//! Injectable sleeping and cooperative cancellation.

use std::future::Future;
use std::time::Duration;

use canary_core::{FleetResult, RolloutError, RolloutResult};
use tokio::sync::watch;

/// Suspends the rollout between stability polls.
///
/// Production uses [`TokioSleeper`]; tests substitute an instant one.
pub trait Sleeper: Send + Sync {
    fn sleep(&self, duration: Duration) -> impl Future<Output = ()> + Send;
}

/// Sleeps on the tokio timer.
#[derive(Debug, Clone, Copy, Default)]
pub struct TokioSleeper;

impl Sleeper for TokioSleeper {
    async fn sleep(&self, duration: Duration) {
        tokio::time::sleep(duration).await;
    }
}

/// Run-scoped cancellation handle.
///
/// Wraps the receiving side of a `watch::channel(false)`; sending `true`
/// cancels. A dropped sender means the run can no longer be cancelled.
#[derive(Debug, Clone)]
pub struct Shutdown {
    rx: watch::Receiver<bool>,
}

impl Shutdown {
    pub fn new(rx: watch::Receiver<bool>) -> Self {
        Self { rx }
    }

    /// Create a handle together with the sender that triggers it.
    pub fn channel() -> (watch::Sender<bool>, Self) {
        let (tx, rx) = watch::channel(false);
        (tx, Self { rx })
    }

    /// A handle that is never cancelled.
    pub fn never() -> Self {
        let (_tx, rx) = watch::channel(false);
        Self { rx }
    }

    pub fn is_cancelled(&self) -> bool {
        *self.rx.borrow()
    }

    /// Resolves once cancellation is requested; pends forever otherwise.
    pub async fn cancelled(&self) {
        let mut rx = self.rx.clone();
        let closed = rx.wait_for(|cancelled| *cancelled).await.is_err();
        if closed {
            std::future::pending::<()>().await;
        }
    }

    /// Drive a control-plane call, abandoning it if the run is cancelled.
    ///
    /// Cancellation wins ties, so nothing is issued once it is requested.
    pub async fn guard<T, F>(&self, call: F) -> RolloutResult<T>
    where
        F: Future<Output = FleetResult<T>>,
    {
        tokio::select! {
            biased;
            _ = self.cancelled() => Err(RolloutError::Cancelled),
            result = call => result.map_err(RolloutError::from),
        }
    }

    /// Sleep for `duration` unless cancelled first.
    pub async fn sleep<S: Sleeper>(&self, sleeper: &S, duration: Duration) -> RolloutResult<()> {
        tokio::select! {
            biased;
            _ = self.cancelled() => Err(RolloutError::Cancelled),
            _ = sleeper.sleep(duration) => Ok(()),
        }
    }
}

__________

TASK GOAL:
Write out all the data again, exactly as it appears.

SOLUTION TO THIS TASK:
//! Injectable sleeping and cooperative cancellation.

use std::future::Future;
use std::time::Duration;

use canary_core::{FleetResult, RolloutError, RolloutResult};
use tokio::sync::watch;

/// Suspends the rollout between stability polls.
///
/// Production uses [`TokioSleeper`]; tests substitute an instant one.
pub trait Sleeper: Send + Sync {
    fn sleep(&self, duration: Duration) -> impl Future<Output = ()> + Send;
}

/// Sleeps on the tokio timer.
#[derive(Debug, Clone, Copy, Default)]
pub struct TokioSleeper;

impl Sleeper for TokioSleeper {
    async fn sleep(&self, duration: Duration) {
        tokio::time::sleep(duration).await;
    }
}

/// Run-scoped cancellation handle.
///
/// Wraps the receiving side of a `watch::channel(false)`; sending `true`
/// cancels. A dropped sender means the run can no longer be cancelled.
#[derive(Debug, Clone)]
pub struct Shutdown {
    rx: watch::Receiver<bool>,
}

impl Shutdown {
    pub fn new(rx: watch::Receiver<bool>) -> Self {
        Self { rx }
    }

    /// Create a handle together with the sender that triggers it.
    pub fn channel() -> (watch::Sender<bool>, Self) {
        let (tx, rx) = watch::channel(false);
        (tx, Self { rx })
    }

    /// A handle that is never cancelled.
    pub fn never() -> Self {
        let (_tx, rx) = watch::channel(false);
        Self { rx }
    }

    pub fn is_cancelled(&self) -> bool {
        *self.rx.borrow()
    }

    /// Resolves once cancellation is requested; pends forever otherwise.
    pub async fn cancelled(&self) {
        let mut rx = self.rx.clone();
        let closed = rx.wait_for(|cancelled| *cancelled).await.is_err();
        if closed {
            std::future::pending::<()>().await;
        }
    }

    /// Drive a control-plane call, abandoning it if the run is cancelled.
    ///
    /// Cancellation wins ties, so nothing is issued once it is requested.
    pub async fn guard<T, F>(&self, call: F) -> RolloutResult<T>
    where
        F: Future<Output = FleetResult<T>>,
    {
        tokio::select! {
            biased;
            _ = self.cancelled() => Err(RolloutError::Cancelled),
            result = call => result.map_err(RolloutError::from),
        }
    }

    /// Sleep for `duration` unless cancelled first.
    pub async fn sleep<S: Sleeper>(&self, sleeper: &S, duration: Duration) -> RolloutResult<()> {
        tokio::select! {
            biased;
            _ = self.cancelled() => Err(RolloutError::Cancelled),
            _ = sleeper.sleep(duration) => Ok(()),
        }
    }
}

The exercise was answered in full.